SPUDSTALKER

Anonymize Your HTML

Table of Contents

  1. Don't Use HTML
  2. Anonymizing Your HTML with HTML Tidy
  3. What About CSS?
  4. Conclusion

Your coding style says a lot about you.

Anybody who's talked to programmers know how petty this argument can get.

The same arguments and differing styles apply to XML, which HTML is very similar too.

These slight differences between different programmers can be a dead giveaway as to who's behind a certain website or article (assuming you're writing articles for somebody else's website in HTML and not something like markdown).

Don't believe me? Here's a link to another paper on a related subject: matching up programmers to their binaries using nothing but those binaries.

So, how do we prevent this? Read on.

Don't Use HTML

If you're using someting like a content management system, or posting on forums which (for some unbeknownst reason ) allow posting HTML as a configurable option, DON'T USE HTML.
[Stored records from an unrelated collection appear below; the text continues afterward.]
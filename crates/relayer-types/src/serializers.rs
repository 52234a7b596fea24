//! Custom serde helpers for byte fields.

pub mod hex {
    use serde::{de::Error as _, ser::Error as _, Deserialize, Deserializer, Serializer};
    use subtle_encoding::{Encoding, Hex};

    pub fn serialize<S>(data: &[u8], serializer: S) -> Result<S::Ok, S::Error>
    where
        S: Serializer,
    {
        let hex = Hex::upper_case()
            .encode_to_string(data)
            .map_err(S::Error::custom)?;
        serializer.serialize_str(&hex)
    }

    pub fn deserialize<'de, D>(deserializer: D) -> Result<Vec<u8>, D::Error>
    where
        D: Deserializer<'de>,
    {
        let s = String::deserialize(deserializer)?;
        Hex::upper_case()
            .decode(s.to_uppercase().as_bytes())
            .map_err(D::Error::custom)
    }
}

pub mod base64 {
    use serde::{de::Error as _, ser::Error as _, Deserialize, Deserializer, Serializer};

    pub fn serialize<S>(data: &[u8], serializer: S) -> Result<S::Ok, S::Error>
    where
        S: Serializer,
    {
        let encoded = subtle_encoding::base64::encode(data);
        let s = String::from_utf8(encoded).map_err(S::Error::custom)?;
        serializer.serialize_str(&s)
    }

    pub fn deserialize<'de, D>(deserializer: D) -> Result<Vec<u8>, D::Error>
    where
        D: Deserializer<'de>,
    {
        let s = String::deserialize(deserializer)?;
        subtle_encoding::base64::decode(s.as_bytes()).map_err(D::Error::custom)
    }
}
use flex_error::{define_error, TraceError};

use crate::core::ics04_channel::packet::Sequence;
use crate::core::ics24_host::error::ValidationError;

define_error! {
    Error {
        UnknownState
            { state: i32 }
            | e | { format_args!("channel state unknown: {}", e.state) },

        Identifier
            [ ValidationError ]
            | _ | { "identifier error" },

        UnknownOrderType
            { type_id: String }
            | e | { format_args!("channel order type unknown: {}", e.type_id) },

        InvalidVersion
            | _ | { "invalid version" },

        ZeroPacketSequence
            | _ | { "packet sequence cannot be 0" },

        ZeroPacketData
            | _ | { "packet data bytes cannot be empty" },

        InvalidAcknowledgement
            [ TraceError<serde_json::Error> ]
            | _ | { "invalid acknowledgement encoding" },

        EmptyAcknowledgement
            | _ | { "acknowledgement cannot be empty" },

        InvalidPacketSequence
            {
                given_sequence: Sequence,
                next_sequence: Sequence
            }
            | e | {
                format_args!(
                    "invalid packet sequence {0} ≠ next send sequence {1}",
                    e.given_sequence, e.next_sequence)
            },
    }
}
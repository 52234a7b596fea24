//! An in-process IBC chain, deterministic and fully inspectable, used to run
//! the relayer without external nodes.
//!
//! A [`MockChain`] is the chain itself, shared between the test harness and
//! any number of [`MockEndpoint`]s connected to it through a [`MockNetwork`].

mod handler;
pub mod host;
pub mod network;
pub mod store;

use std::sync::{Arc, Mutex, MutexGuard};

use ibc_relay_types::applications::transfer::coin::Coin;
use ibc_relay_types::core::ics02_client::client_state::ClientState;
use ibc_relay_types::core::ics02_client::consensus_state::ConsensusState;
use ibc_relay_types::core::ics02_client::header::Header;
use ibc_relay_types::core::ics03_connection::connection::ConnectionEnd;
use ibc_relay_types::core::ics04_channel::channel::ChannelEnd;
use ibc_relay_types::core::ics04_channel::packet::{Packet, Sequence};
use ibc_relay_types::core::ics04_channel::timeout::TimeoutHeight;
use ibc_relay_types::core::ics23_commitment::commitment::CommitmentProofBytes;
use ibc_relay_types::core::ics24_host::identifier::{
    ChainId, ChannelId, ClientId, ConnectionId, PortId,
};
use ibc_relay_types::core::ics24_host::path::{
    ChannelEndsPath, CommitmentsPath, ConnectionsPath, Path, ReceiptsPath,
};
use ibc_relay_types::signer::Signer;
use ibc_relay_types::timestamp::Timestamp;
use ibc_relay_types::Height;

use crate::chain::endpoint::{ChainEndpoint, ChainStatus};
use crate::chain::requests::*;
use crate::chain::tracking::TrackedMsgs;
use crate::config::ChainConfig;
use crate::error::Error;
use crate::event::IbcEventWithHeight;
use crate::util::mutex::MutexUtil;

pub use host::{Application, MockConfig, PortModule};
pub use network::MockNetwork;

use host::MockHost;

/// A shared handle to an in-process chain.
#[derive(Clone, Debug)]
pub struct MockChain {
    host: Arc<Mutex<MockHost>>,
}

impl MockChain {
    pub fn new(chain_id: ChainId) -> Result<Self, Error> {
        Self::with_config(chain_id, MockConfig::default())
    }

    pub fn with_config(chain_id: ChainId, config: MockConfig) -> Result<Self, Error> {
        Ok(Self {
            host: Arc::new(Mutex::new(MockHost::new(chain_id, config)?)),
        })
    }

    fn host(&self) -> MutexGuard<'_, MockHost> {
        self.host.acquire_mutex()
    }

    pub fn id(&self) -> ChainId {
        self.host().chain_id().clone()
    }

    /// The height of the last committed block, regardless of any lag.
    pub fn latest_height(&self) -> Height {
        self.host().latest_height()
    }

    pub fn latest_timestamp(&self) -> Timestamp {
        let host = self.host();
        host.timestamp_at(host.latest_height())
    }

    pub fn bind_port(&self, port_id: PortId, module: PortModule) {
        self.host().bind_port(port_id, module);
    }

    /// Produces `count` empty blocks.
    pub fn advance_blocks(&self, count: u64) -> Height {
        let mut host = self.host();

        for _ in 0..count {
            host.end_block();
        }

        host.latest_height()
    }

    /// Sends a packet from the local channel end `port_id`/`channel_id`,
    /// as an application on this chain would.
    pub fn send_packet(
        &self,
        port_id: PortId,
        channel_id: ChannelId,
        data: Vec<u8>,
        timeout_height: TimeoutHeight,
        timeout_timestamp: Timestamp,
    ) -> Result<Packet, Error> {
        self.host().send_packet(
            port_id,
            channel_id,
            data,
            timeout_height,
            timeout_timestamp,
        )
    }

    /// Takes the node offline, or brings it back. While offline every
    /// endpoint call fails with a connectivity error.
    pub fn set_offline(&self, offline: bool) {
        self.host().faults.offline = offline;
    }

    pub fn is_offline(&self) -> bool {
        self.host().faults.offline
    }

    /// Rejects the next `count` proof-carrying messages as stale.
    pub fn reject_next_proofs(&self, count: u64) {
        self.host().faults.stale_proofs = count;
    }

    /// Fails the next `count` requests as a flaky connection would, then
    /// serves again.
    pub fn drop_next_requests(&self, count: u64) {
        self.host().faults.dropped_requests = count;
    }

    /// Makes the node report a latest height `blocks` behind the chain.
    pub fn set_lag(&self, blocks: u64) {
        self.host().faults.lag = blocks;
    }

    /// Drops every consensus state of a hosted client but the latest.
    pub fn prune_consensus_states(&self, client_id: &ClientId) {
        self.host().prune_consensus_states(client_id);
    }

    pub fn credit(&self, address: &str, coin: &Coin) {
        self.host().credit(address, coin);
    }

    pub fn balance(&self, address: &str) -> Vec<Coin> {
        self.host().balance(address)
    }

    /// Number of transactions executed so far.
    pub fn tx_count(&self) -> u64 {
        self.host().tx_count
    }

    /// Number of times the packet with `sequence` was applied on the
    /// local channel end `port_id`/`channel_id`.
    pub fn recv_count(&self, port_id: &PortId, channel_id: &ChannelId, sequence: Sequence) -> u64 {
        self.host()
            .recv_counts
            .get(&(port_id.clone(), channel_id.clone(), sequence))
            .copied()
            .unwrap_or(0)
    }

    pub fn connection_end(&self, connection_id: &ConnectionId) -> Option<ConnectionEnd> {
        self.host()
            .store
            .get_json(&ConnectionsPath(connection_id.clone()).into())
            .ok()
            .flatten()
    }

    pub fn channel_end(&self, port_id: &PortId, channel_id: &ChannelId) -> Option<ChannelEnd> {
        self.host()
            .store
            .get_json(&ChannelEndsPath(port_id.clone(), channel_id.clone()).into())
            .ok()
            .flatten()
    }

    pub fn consensus_heights(&self, client_id: &ClientId) -> Vec<Height> {
        self.host()
            .consensus_heights
            .get(client_id)
            .map(|heights| heights.iter().copied().collect())
            .unwrap_or_default()
    }

    pub fn has_packet_commitment(
        &self,
        port_id: &PortId,
        channel_id: &ChannelId,
        sequence: Sequence,
    ) -> bool {
        self.host().store.contains(&Path::from(CommitmentsPath {
            port_id: port_id.clone(),
            channel_id: channel_id.clone(),
            sequence,
        }))
    }

    pub fn has_packet_receipt(
        &self,
        port_id: &PortId,
        channel_id: &ChannelId,
        sequence: Sequence,
    ) -> bool {
        self.host().store.contains(&Path::from(ReceiptsPath {
            port_id: port_id.clone(),
            channel_id: channel_id.clone(),
            sequence,
        }))
    }
}

/// A [`ChainEndpoint`] backed by a [`MockChain`].
pub struct MockEndpoint {
    config: ChainConfig,
    chain: MockChain,
}

impl MockEndpoint {
    pub fn new(config: ChainConfig, chain: MockChain) -> Self {
        Self { config, chain }
    }

    /// Locks the chain, failing as an unreachable RPC endpoint would when
    /// the node is offline.
    fn host(&self) -> Result<MutexGuard<'_, MockHost>, Error> {
        let mut host = self.chain.host();

        let reason = if host.faults.offline {
            "node is offline"
        } else if host.faults.dropped_requests > 0 {
            host.faults.dropped_requests -= 1;
            "connection reset by peer"
        } else {
            return Ok(host);
        };

        Err(Error::connectivity(
            self.config.id.clone(),
            self.config.rpc_addr.to_string(),
            reason.to_string(),
        ))
    }
}
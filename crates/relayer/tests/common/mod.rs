//! Bootstrap shared by the integration tests: two in-process chains served
//! on a mock network, with a handle connected to each.

#![allow(dead_code)]

use core::time::Duration;
use std::sync::{Arc, Mutex};

use ibc_relay::chain::handle::{Backoff, BaseChainHandle};
use ibc_relay::chain::mock::{MockChain, MockNetwork};
use ibc_relay::config::{parse_uri, ChainConfig, GasPrice};
use ibc_relay::handshake::{ConnectOptions, HandshakeCoordinator, PathHandle};
use ibc_relay::observer::{FaucetOutcome, HandshakeStep, RelayObserver};
use ibc_relay::registry::{MemoryPathStore, PathStore};
use ibc_relay::session::RelaySession;
use ibc_relay::spawn::spawn_chain_runtime_with_config;

use ibc_relay_types::applications::transfer::coin::Coin;
use ibc_relay_types::applications::transfer::packet::PacketData;
use ibc_relay_types::core::ics04_channel::acknowledgement::Acknowledgement;
use ibc_relay_types::core::ics04_channel::packet::{Packet, Sequence};
use ibc_relay_types::core::ics04_channel::timeout::TimeoutHeight;
use ibc_relay_types::core::ics24_host::identifier::ChainId;
use ibc_relay_types::timestamp::Timestamp;
use ibc_relay_types::Height;

pub const RPC_A: &str = "http://127.0.0.1:26657";
pub const RPC_B: &str = "http://127.0.0.1:26557";

/// Short delays, so that exhausting the retries takes milliseconds.
pub fn test_backoff() -> Backoff {
    Backoff {
        initial: Duration::from_millis(1),
        factor: 2,
        max_delay: Duration::from_millis(5),
        max_retries: 3,
    }
}

pub fn chain_config(id: &str, rpc_addr: &str) -> ChainConfig {
    let mut config = ChainConfig::with_defaults(
        ChainId::from_string(id),
        parse_uri(rpc_addr).unwrap(),
        GasPrice::new(0.025, "stake".to_string()),
    );

    config.max_block_time = Duration::from_millis(10);
    config.faucet_timeout = Duration::from_secs(2);
    config
}

pub struct TestChains {
    pub network: MockNetwork,
    pub chain_a: MockChain,
    pub chain_b: MockChain,
    pub config_a: ChainConfig,
    pub config_b: ChainConfig,
    pub handle_a: BaseChainHandle,
    pub handle_b: BaseChainHandle,
}

impl TestChains {
    /// A second handle on chain `a`, as a redundant relayer would hold.
    pub fn other_handle_a(&self) -> BaseChainHandle {
        spawn_chain_runtime_with_config(&self.network, &self.config_a, test_backoff()).unwrap()
    }

    pub fn other_handle_b(&self) -> BaseChainHandle {
        spawn_chain_runtime_with_config(&self.network, &self.config_b, test_backoff()).unwrap()
    }
}

pub fn bootstrap() -> TestChains {
    bootstrap_with(chain_config("ibc-0", RPC_A), chain_config("ibc-1", RPC_B))
}

pub fn bootstrap_with(config_a: ChainConfig, config_b: ChainConfig) -> TestChains {
    let network = MockNetwork::new();

    let chain_a = MockChain::new(config_a.id.clone()).unwrap();
    let chain_b = MockChain::new(config_b.id.clone()).unwrap();

    network.register(&config_a.rpc_addr, chain_a.clone());
    network.register(&config_b.rpc_addr, chain_b.clone());

    let handle_a = spawn_chain_runtime_with_config(&network, &config_a, test_backoff()).unwrap();
    let handle_b = spawn_chain_runtime_with_config(&network, &config_b, test_backoff()).unwrap();

    TestChains {
        network,
        chain_a,
        chain_b,
        config_a,
        config_b,
        handle_a,
        handle_b,
    }
}

/// Records every notification, for assertions.
#[derive(Default)]
pub struct RecordingObserver {
    pub steps: Mutex<Vec<HandshakeStep>>,
    pub delivered: Mutex<Vec<Sequence>>,
    pub acknowledged: Mutex<Vec<(Sequence, Acknowledgement)>>,
    pub timed_out: Mutex<Vec<Sequence>>,
    pub duplicates: Mutex<Vec<Sequence>>,
    pub faucet: Mutex<Vec<FaucetOutcome>>,
}

impl RecordingObserver {
    pub fn new() -> Arc<Self> {
        Arc::new(Self::default())
    }

    pub fn steps(&self) -> Vec<HandshakeStep> {
        self.steps.lock().unwrap().clone()
    }

    pub fn delivered(&self) -> Vec<Sequence> {
        self.delivered.lock().unwrap().clone()
    }

    pub fn acknowledged(&self) -> Vec<Sequence> {
        self.acknowledged
            .lock()
            .unwrap()
            .iter()
            .map(|(sequence, _)| *sequence)
            .collect()
    }

    pub fn timed_out(&self) -> Vec<Sequence> {
        self.timed_out.lock().unwrap().clone()
    }

    pub fn duplicates(&self) -> Vec<Sequence> {
        self.duplicates.lock().unwrap().clone()
    }

    pub fn faucet(&self) -> Vec<FaucetOutcome> {
        self.faucet.lock().unwrap().clone()
    }
}

impl RelayObserver for RecordingObserver {
    fn on_handshake_step(&self, _path_id: &str, step: &HandshakeStep) {
        self.steps.lock().unwrap().push(step.clone());
    }

    fn on_packet_delivered(&self, packet: &Packet) {
        self.delivered.lock().unwrap().push(packet.sequence);
    }

    fn on_packet_acknowledged(&self, packet: &Packet, ack: &Acknowledgement) {
        self.acknowledged
            .lock()
            .unwrap()
            .push((packet.sequence, ack.clone()));
    }

    fn on_packet_timed_out(&self, packet: &Packet) {
        self.timed_out.lock().unwrap().push(packet.sequence);
    }

    fn on_duplicate_relay(&self, packet: &Packet) {
        self.duplicates.lock().unwrap().push(packet.sequence);
    }

    fn on_faucet_outcome(&self, outcome: &FaucetOutcome) {
        self.faucet.lock().unwrap().push(outcome.clone());
    }
}

pub fn coordinator(observer: Arc<RecordingObserver>) -> (HandshakeCoordinator, Arc<MemoryPathStore>) {
    let store = Arc::new(MemoryPathStore::new());
    let coordinator = HandshakeCoordinator::new(store.clone() as Arc<dyn PathStore>, observer);
    (coordinator, store)
}

/// Establishes a path with `options` and opens a relay session on it.
pub fn connect_session(
    chains: &TestChains,
    options: &ConnectOptions,
    observer: Arc<RecordingObserver>,
) -> (PathHandle, RelaySession<BaseChainHandle, BaseChainHandle>) {
    let (coordinator, _) = coordinator(observer.clone());

    let path = coordinator
        .connect(&chains.handle_a, &chains.handle_b, options)
        .unwrap();

    let session = RelaySession::new(
        chains.handle_a.clone(),
        chains.handle_b.clone(),
        path.record.clone(),
        observer,
    )
    .unwrap();

    (path, session)
}

pub fn transfer_data(amount: u128) -> Vec<u8> {
    PacketData::new(&Coin::new(amount, "stake"), "alice", "bob").to_bytes()
}

/// Sends a transfer from chain `a` over the path, with no timeout.
pub fn send_from_a(chains: &TestChains, path: &PathHandle, amount: u128) -> Packet {
    send_from_a_with_timeout(chains, path, amount, TimeoutHeight::Never)
}

pub fn send_from_a_with_timeout(
    chains: &TestChains,
    path: &PathHandle,
    amount: u128,
    timeout_height: TimeoutHeight,
) -> Packet {
    chains
        .chain_a
        .send_packet(
            path.record.a_side.port_id.clone(),
            path.record.a_side.channel_id.clone(),
            transfer_data(amount),
            timeout_height,
            Timestamp::none(),
        )
        .unwrap()
}

/// Sends a transfer from chain `b` back over the path, with no timeout.
pub fn send_from_b(chains: &TestChains, path: &PathHandle, amount: u128) -> Packet {
    chains
        .chain_b
        .send_packet(
            path.record.b_side.port_id.clone(),
            path.record.b_side.channel_id.clone(),
            transfer_data(amount),
            TimeoutHeight::Never,
            Timestamp::none(),
        )
        .unwrap()
}

/// A timeout height `blocks` above the current height of chain `b`.
pub fn timeout_in(chains: &TestChains, blocks: u64) -> TimeoutHeight {
    let height: Height = chains.chain_b.latest_height().add(blocks);
    TimeoutHeight::At(height)
}

pub fn seqs(sequences: &[u64]) -> Vec<Sequence> {
    sequences.iter().copied().map(Sequence::from).collect()
}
Not only does it (usually) break things when you try to force your horrible inline styling on the content, it also allows other people to fingerprint you.

If you are generating your own pages (through whatever means), you can easily implement any number of existing libraries for handling markdown which will take some of your signature away... that is, unless you modify the library's functions to generate your style of HTML!

Anonymizing Your HTML with HTML Tidy

Tidy is a small utility which "cleans up" XML and HTML. If you're using HTML, either for generating templates or content, you should consider passing your documents through Tidy to remove any "traces" of your style.

While I enjoy looking at perfectly indented markup all day when editing either the template or my pages, it's still just HTML that most people will never see.

What About CSS?

CSS is a rather special case. While you can make the formatting look a certain way, the actual content of the stylesheet can give you away. There are several different ways to do anything in CSS, and certain tricks are sometimes rare. At the end of the day, try to leave as little of a signature as possible, avoid any clever tricks other than inheritance, and get over it.

Conclusion

While it is certainly almost pointless for this site, given that even the "Whois Privacy" registration offered by most domain registrars could be subject to subpoena, there are other use cases.

For instance, if you're posting on somebody else's site or a free hosting service properly registered for using Tor and fake emails, you should also make sure people can't apply these "simple" heuristics to your code to identify you from other projects/works.

Certainly, if you run a Tor service serving hand-edited static files, you should consider this heavily.